[Start of Attachment]

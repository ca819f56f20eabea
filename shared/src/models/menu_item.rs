//! Menu Item Model

use serde::{Deserialize, Serialize};
use validator::Validate;

use super::schema::{FieldSpec, FieldType, Record, RecordKind};

/// Dish on the menu
///
/// Read-only through the API; documents are seeded out-of-band, possibly
/// with snake_case flag keys (`is_vegan`, `is_spicy`).
#[derive(Debug, Clone, PartialEq, Serialize, Deserialize, Validate)]
pub struct MenuItem {
    pub name: String,
    pub description: Option<String>,
    /// Price in dollars
    #[validate(range(min = 0.0))]
    pub price: f64,
    /// e.g. Antipasti, Pasta, Pizza, Secondi, Dolci
    pub category: String,
    #[serde(rename = "isVegan", alias = "is_vegan", default)]
    pub is_vegan: bool,
    #[serde(rename = "isSpicy", alias = "is_spicy", default)]
    pub is_spicy: bool,
    /// Public image URL
    pub image: Option<String>,
    /// Shown in the highlights section
    #[serde(default)]
    pub featured: bool,
}

impl Record for MenuItem {
    const KIND: RecordKind = RecordKind::MenuItem;
    const SCHEMA: &'static [FieldSpec] = &[
        FieldSpec::required("name", FieldType::String),
        FieldSpec::optional("description", FieldType::String),
        FieldSpec::required("price", FieldType::Number),
        FieldSpec::required("category", FieldType::String),
        FieldSpec::defaulted("isVegan", FieldType::Boolean).alias("is_vegan"),
        FieldSpec::defaulted("isSpicy", FieldType::Boolean).alias("is_spicy"),
        FieldSpec::optional("image", FieldType::String),
        FieldSpec::defaulted("featured", FieldType::Boolean),
    ];
}

impl MenuItem {
    pub fn new(name: impl Into<String>, price: f64, category: impl Into<String>) -> Self {
        Self {
            name: name.into(),
            description: None,
            price,
            category: category.into(),
            is_vegan: false,
            is_spicy: false,
            image: None,
            featured: false,
        }
    }

    pub fn with_description(mut self, description: impl Into<String>) -> Self {
        self.description = Some(description.into());
        self
    }

    pub fn with_image(mut self, image: impl Into<String>) -> Self {
        self.image = Some(image.into());
        self
    }

    pub fn featured(mut self) -> Self {
        self.featured = true;
        self
    }
}
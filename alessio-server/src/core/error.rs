use thiserror::Error;

/// Errors that stop the server process
#[derive(Error, Debug)]
pub enum ServerError {
    #[error("failed to bind {addr}: {source}")]
    Bind {
        addr: std::net::SocketAddr,
        source: std::io::Error,
    },

    #[error("server error: {0}")]
    Io(#[from] std::io::Error),
}

pub type Result<T> = std::result::Result<T, ServerError>;
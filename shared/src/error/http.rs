//! HTTP status code mapping for error codes

use super::codes::ErrorCode;
use http::StatusCode;

impl ErrorCode {
    /// Get the appropriate HTTP status code for this error code
    pub fn http_status(&self) -> StatusCode {
        match self {
            Self::NotFound => StatusCode::NOT_FOUND,
            // Malformed input of any kind
            _ => StatusCode::BAD_REQUEST,
        }
    }
}
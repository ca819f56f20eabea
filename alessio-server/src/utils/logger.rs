//! Logging Infrastructure
//!
//! `RUST_LOG` takes precedence over the configured level. When a log
//! directory is given and exists, output goes to a daily rolling file
//! instead of stdout.

use std::path::Path;

use tracing_subscriber::EnvFilter;

type InitResult = Result<(), Box<dyn std::error::Error + Send + Sync>>;

/// Initialize the logger with optional JSON format and file output
pub fn init_logger_with_file(log_level: Option<&str>, json: bool, log_dir: Option<&str>) -> InitResult {
    let level = log_level.unwrap_or("info");
    let filter = EnvFilter::try_from_default_env().unwrap_or_else(|_| EnvFilter::new(level));

    let subscriber = tracing_subscriber::fmt()
        .with_env_filter(filter)
        .with_file(false)
        .with_line_number(false)
        .with_thread_ids(false)
        .with_target(false);

    let file_appender = log_dir
        .map(Path::new)
        .filter(|path| path.is_dir())
        .map(|path| tracing_appender::rolling::daily(path, "alessio-server"));

    match (json, file_appender) {
        (true, Some(appender)) => subscriber.json().with_writer(appender).try_init(),
        (true, None) => subscriber.json().try_init(),
        (false, Some(appender)) => subscriber.with_ansi(false).with_writer(appender).try_init(),
        (false, None) => subscriber.try_init(),
    }
}
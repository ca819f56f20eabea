//! Core module - configuration, server state and startup
//!
//! - [`Config`] - server configuration
//! - [`ServerState`] - shared request state
//! - [`Server`] - HTTP server
//! - [`ServerError`] - startup errors

pub mod config;
pub mod error;
pub mod server;
pub mod state;

pub use config::Config;
pub use error::{Result, ServerError};
pub use server::Server;
pub use state::ServerState;
//! Unified error system for the Alessio backend
//!
//! - [`ErrorCode`]: Standardized error codes
//! - [`ErrorCategory`]: Which part of the API rejected a request
//! - [`AppError`]: Error type with code, message and details
//! - [`ApiResponse`]: JSON envelope returned on failure
//!
//! # Error Code Ranges
//!
//! - 0xxx: General errors (routing, malformed bodies)
//! - 1xxx: Content errors (menu, reviews)
//! - 2xxx: Lead capture errors (reservations, newsletter)
//!
//! # Example
//!
//! ```
//! use shared::error::{AppError, ErrorCode, ApiResponse};
//!
//! let err = AppError::with_message(ErrorCode::ReviewInvalid, "rating is out of range")
//!     .with_detail("fields", vec!["rating"]);
//! assert_eq!(err.http_status(), http::StatusCode::BAD_REQUEST);
//!
//! let response = ApiResponse::error(&err);
//! assert_eq!(response.code, 1002);
//! ```

mod category;
mod codes;
mod http;
mod types;

pub use category::ErrorCategory;
pub use codes::{ErrorCode, InvalidErrorCode};
pub use types::{ApiResponse, AppError};
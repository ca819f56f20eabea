//! SurrealDB-backed document store
//!
//! Each collection is a schemaless SurrealDB table. Record ids are omitted
//! in every SELECT so documents deserialize as plain JSON.

use async_trait::async_trait;
use serde_json::Value;
use surrealdb::Surreal;
use surrealdb::engine::any::{self, Any};
use surrealdb::opt::auth::Root;

use super::store::{Document, DocumentStore, Filter, StoreError, StoreResult};

/// Root credentials used when the server requires sign-in
#[derive(Debug, Clone)]
pub struct Credentials {
    pub username: String,
    pub password: String,
}

#[derive(Debug, Clone)]
pub struct SurrealStore {
    db: Surreal<Any>,
}

impl SurrealStore {
    pub fn new(db: Surreal<Any>) -> Self {
        Self { db }
    }

    /// Connect to `url` (`ws://`, `http://`, `mem://`, `rocksdb://`) and select
    /// the namespace and database
    pub async fn connect(
        url: &str,
        namespace: &str,
        database: &str,
        credentials: Option<&Credentials>,
    ) -> Result<Self, surrealdb::Error> {
        let db = any::connect(url).await?;

        if let Some(creds) = credentials {
            db.signin(Root {
                username: &creds.username,
                password: &creds.password,
            })
            .await?;
        }

        db.use_ns(namespace).use_db(database).await?;
        Ok(Self::new(db))
    }

    pub fn db(&self) -> &Surreal<Any> {
        &self.db
    }
}

/// Build the SELECT for a find; field names must already be identifiers
fn select_query(filter: &Filter, limit: Option<usize>) -> String {
    let mut sql = String::from("SELECT * OMIT id FROM type::table($table)");

    if !filter.is_empty() {
        let clauses: Vec<String> = filter
            .conditions()
            .iter()
            .enumerate()
            .map(|(i, (field, _))| format!("{field} = $p{i}"))
            .collect();
        sql.push_str(" WHERE ");
        sql.push_str(&clauses.join(" AND "));
    }

    sql.push_str(" ORDER BY created_at DESC");
    if limit.is_some() {
        sql.push_str(" LIMIT $limit");
    }
    sql
}

#[async_trait]
impl DocumentStore for SurrealStore {
    async fn insert(&self, collection: &str, document: Document) -> StoreResult<()> {
        self.db
            .query("CREATE type::table($table) CONTENT $data")
            .bind(("table", collection.to_string()))
            .bind(("data", Value::Object(document)))
            .await
            .and_then(|response| response.check())
            .map_err(|e| StoreError::Write(e.to_string()))?;
        Ok(())
    }

    async fn find(
        &self,
        collection: &str,
        filter: &Filter,
        limit: Option<usize>,
    ) -> StoreResult<Vec<Document>> {
        filter.check()?;

        let mut query = self
            .db
            .query(select_query(filter, limit))
            .bind(("table", collection.to_string()));
        for (i, (_, value)) in filter.conditions().iter().enumerate() {
            query = query.bind((format!("p{i}"), value.clone()));
        }
        if let Some(limit) = limit {
            query = query.bind(("limit", limit as u64));
        }

        let mut response = query.await.map_err(|e| StoreError::Read(e.to_string()))?;
        let rows: Vec<Value> = response
            .take(0)
            .map_err(|e| StoreError::Read(e.to_string()))?;

        rows.into_iter()
            .map(|row| match row {
                Value::Object(map) => Ok(map),
                other => Err(StoreError::Read(format!(
                    "expected a document, got {other}"
                ))),
            })
            .collect()
    }

    async fn collections(&self) -> StoreResult<Vec<String>> {
        let mut response = self
            .db
            .query("INFO FOR DB")
            .await
            .map_err(|e| StoreError::Read(e.to_string()))?;
        let info: Option<Value> = response
            .take(0)
            .map_err(|e| StoreError::Read(e.to_string()))?;

        let mut names: Vec<String> = info
            .as_ref()
            .and_then(|info| info.get("tables"))
            .and_then(Value::as_object)
            .map(|tables| tables.keys().cloned().collect())
            .unwrap_or_default();
        names.sort();
        Ok(names)
    }
}

#[cfg(test)]
mod tests {
    use super::*;

    #[test]
    fn test_select_without_filter() {
        assert_eq!(
            select_query(&Filter::new(), None),
            "SELECT * OMIT id FROM type::table($table) ORDER BY created_at DESC"
        );
    }

    #[test]
    fn test_select_with_filter_and_limit() {
        let filter = Filter::new().eq("featured", true).eq("category", "Pizza");
        assert_eq!(
            select_query(&filter, Some(8)),
            "SELECT * OMIT id FROM type::table($table) \
             WHERE featured = $p0 AND category = $p1 \
             ORDER BY created_at DESC LIMIT $limit"
        );
    }
}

[End of Attachment]

*The task:* Copy out all lines of the material above in which "const" occurs.

*Task solution:*
    const KIND: RecordKind = RecordKind::MenuItem;
    const SCHEMA: &'static [FieldSpec] = &[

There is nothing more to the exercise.